Biocarbon-supported lanthanum-based materials have garnered extensive attention in phosphate adsorption. Among diverse La species, lanthanum carbonate (LC) possesses balanced properties in phosphate affinity, biocompatibility, and stability. However, direct one-pot synthesis of positively charged biocarbon and simultaneous assembly of LC on the biocarbon is challenging. Herein, a ternary deep eutectic solvent (DES) composed of glucose, urea, and LaCl₃ was applied as the precursor and medium for the one-pot solvothermal synthesis of biocarbon sheet (BCS)-supported La₂(CO₃)₃ nanowire (BCS-LC).

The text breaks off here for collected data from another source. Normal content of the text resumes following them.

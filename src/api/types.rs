use chrono::NaiveDate;
use serde::{Deserialize, Serialize};
use validator::{Validate, ValidationErrors};

use crate::domain::{Book, BookFilter, Loan, LoanFilter, Page, PageRequest};

// ============================================================================
// Requests
// ============================================================================

/// 書籍登録リクエスト（POST /api/books）
#[derive(Debug, Deserialize, Validate)]
pub struct CreateBookRequest {
    #[validate(length(min = 1, message = "title must not be empty"))]
    pub title: String,
    #[validate(length(min = 1, message = "author must not be empty"))]
    pub author: String,
    #[validate(length(min = 1, message = "isbn must not be empty"))]
    pub isbn: String,
}

/// 書籍更新リクエスト（PUT /api/books/:id）
///
/// ISBNは登録後に変更できないため受け付けない。
#[derive(Debug, Deserialize, Validate)]
pub struct UpdateBookRequest {
    #[validate(length(min = 1, message = "title must not be empty"))]
    pub title: String,
    #[validate(length(min = 1, message = "author must not be empty"))]
    pub author: String,
}

/// 貸出作成リクエスト（POST /api/loans）
#[derive(Debug, Deserialize, Validate)]
pub struct CreateLoanRequest {
    #[validate(length(min = 1, message = "isbn must not be empty"))]
    pub isbn: String,
    #[validate(length(min = 1, message = "customer must not be empty"))]
    pub customer: String,
    #[validate(email(message = "customer_email must be a valid email address"))]
    pub customer_email: Option<String>,
}

/// 返却フラグ更新リクエスト（PATCH /api/loans/:id）
#[derive(Debug, Deserialize)]
pub struct ReturnedLoanRequest {
    pub returned: bool,
}

/// ページングのクエリパラメータ
#[derive(Debug, Default, Deserialize)]
pub struct PageQuery {
    pub page: Option<u32>,
    pub size: Option<u32>,
}

impl PageQuery {
    pub fn to_page_request(&self) -> PageRequest {
        page_request(self.page, self.size)
    }
}

/// 書籍検索のクエリパラメータ（GET /api/books）
#[derive(Debug, Default, Deserialize)]
pub struct BookSearchQuery {
    pub title: Option<String>,
    pub author: Option<String>,
    pub isbn: Option<String>,
    pub page: Option<u32>,
    pub size: Option<u32>,
}

impl BookSearchQuery {
    pub fn to_filter(&self) -> BookFilter {
        BookFilter {
            title: self.title.clone(),
            author: self.author.clone(),
            isbn: self.isbn.clone(),
        }
    }

    pub fn to_page_request(&self) -> PageRequest {
        page_request(self.page, self.size)
    }
}

/// 貸出検索のクエリパラメータ（GET /api/loans）
#[derive(Debug, Default, Deserialize)]
pub struct LoanSearchQuery {
    pub isbn: Option<String>,
    pub customer: Option<String>,
    pub page: Option<u32>,
    pub size: Option<u32>,
}

impl LoanSearchQuery {
    pub fn to_filter(&self) -> LoanFilter {
        LoanFilter {
            isbn: self.isbn.clone(),
            customer: self.customer.clone(),
        }
    }

    pub fn to_page_request(&self) -> PageRequest {
        page_request(self.page, self.size)
    }
}

fn page_request(page: Option<u32>, size: Option<u32>) -> PageRequest {
    let default = PageRequest::default();
    PageRequest::new(
        page.unwrap_or(default.page()),
        size.unwrap_or(default.size()),
    )
}

// ============================================================================
// Responses
// ============================================================================

/// 書籍レスポンス
#[derive(Debug, Serialize, Deserialize, PartialEq, Eq)]
pub struct BookResponse {
    pub id: Option<i64>,
    pub title: String,
    pub author: String,
    pub isbn: String,
}

impl From<Book> for BookResponse {
    fn from(book: Book) -> Self {
        Self {
            id: book.id.map(|id| id.value()),
            title: book.title,
            author: book.author,
            isbn: book.isbn,
        }
    }
}

/// 貸出レスポンス（書籍を含む）
#[derive(Debug, Serialize, Deserialize)]
pub struct LoanResponse {
    pub id: Option<i64>,
    pub isbn: String,
    pub customer: String,
    pub customer_email: Option<String>,
    pub loan_date: NaiveDate,
    pub returned: Option<bool>,
    pub book: BookResponse,
}

impl From<Loan> for LoanResponse {
    fn from(loan: Loan) -> Self {
        Self {
            id: loan.id.map(|id| id.value()),
            isbn: loan.book.isbn.clone(),
            customer: loan.customer,
            customer_email: loan.customer_email,
            loan_date: loan.loan_date,
            returned: loan.returned.as_option(),
            book: BookResponse::from(loan.book),
        }
    }
}

/// 貸出作成レスポンス
#[derive(Debug, Serialize, Deserialize)]
pub struct LoanCreatedResponse {
    pub id: i64,
}

/// ページレスポンス
#[derive(Debug, Serialize, Deserialize)]
pub struct PageResponse<T> {
    pub content: Vec<T>,
    pub total_elements: u64,
    pub total_pages: u64,
    pub page: u32,
    pub size: u32,
}

impl<T, U: From<T>> From<Page<T>> for PageResponse<U> {
    fn from(page: Page<T>) -> Self {
        let total_pages = page.total_pages();
        let page = page.map(U::from);
        Self {
            content: page.content,
            total_elements: page.total_elements,
            total_pages,
            page: page.page,
            size: page.size,
        }
    }
}

/// エラーレスポンス
///
/// 人が読めるメッセージのリストを返す。
#[derive(Debug, Serialize, Deserialize)]
pub struct ErrorResponse {
    pub errors: Vec<String>,
}

impl ErrorResponse {
    pub fn new(message: impl Into<String>) -> Self {
        Self {
            errors: vec![message.into()],
        }
    }

    pub fn from_messages(errors: Vec<String>) -> Self {
        Self { errors }
    }
}

/// バリデーションエラーをメッセージのリストに変換する
///
/// 順序を安定させるためにソートする。
pub fn validation_messages(errors: &ValidationErrors) -> Vec<String> {
    let mut messages: Vec<String> = errors
        .field_errors()
        .into_iter()
        .flat_map(|(field, errs)| {
            errs.iter().map(move |e| match &e.message {
                Some(message) => message.to_string(),
                None => format!("{} is invalid", field),
            })
        })
        .collect();
    messages.sort();
    messages
}

#[cfg(test)]
mod tests {
    use super::*;
    use crate::domain::BookId;

    #[test]
    fn test_create_book_request_reports_every_empty_field() {
        let req = CreateBookRequest {
            title: String::new(),
            author: String::new(),
            isbn: "123".to_string(),
        };

        let errors = req.validate().unwrap_err();
        assert_eq!(
            validation_messages(&errors),
            vec!["author must not be empty", "title must not be empty"]
        );
    }

    #[test]
    fn test_create_loan_request_email_is_optional() {
        let req = CreateLoanRequest {
            isbn: "123".to_string(),
            customer: "Fulano".to_string(),
            customer_email: None,
        };
        assert!(req.validate().is_ok());

        let req = CreateLoanRequest {
            customer_email: Some("not-an-email".to_string()),
            ..req
        };
        assert!(req.validate().is_err());
    }

    #[test]
    fn test_page_query_defaults() {
        let request = PageQuery::default().to_page_request();
        assert_eq!(request, PageRequest::default());
    }

    #[test]
    fn test_page_response_from_page() {
        let book = Book {
            id: Some(BookId::new(7)),
            title: "Meu Livro".to_string(),
            author: "Moises".to_string(),
            isbn: "123".to_string(),
        };
        let page = Page::new(vec![book], PageRequest::new(0, 1), 3);

        let response: PageResponse<BookResponse> = page.into();
        assert_eq!(response.total_pages, 3);
        assert_eq!(response.content[0].id, Some(7));
    }
}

The as-prepared BCS-LC possesses a 2D lamellar structure with dispersed La₂(CO₃)₃ nanowire. The as-prepared BCS-LC is highly efficient in removing phosphorus from biogas effluent (from 83 to < 0.05 mg/L, around 99.9% removal) and natural pond water (from 5.1 to < 0.05 mg/L, > 99% removal) at 1 g/L dosage, which is superior for phosphate adsorption from practical solutions with complex co-existing substances or low phosphate concentration. The phosphate adsorption by BCS-LC is dominated by ligand exchange-induced inner-sphere complexation. DFT calculations further validate the favorable role of nitrogen-containing functional groups on the biocarbon sheet for enhancing affinity to phosphate anions. Furthermore, attributed to the nanowire morphology of LC, the as-prepared BCS-LC is high-efficient in inactivating S. aureus (with a 99.99% antibacterial rate) in the solution. Finally, this study developed a novel strategy by using the ternary DES as the precursor and medium for the synthesis of lanthanum-based adsorbent with antibacterial activity for advanced phosphate adsorption.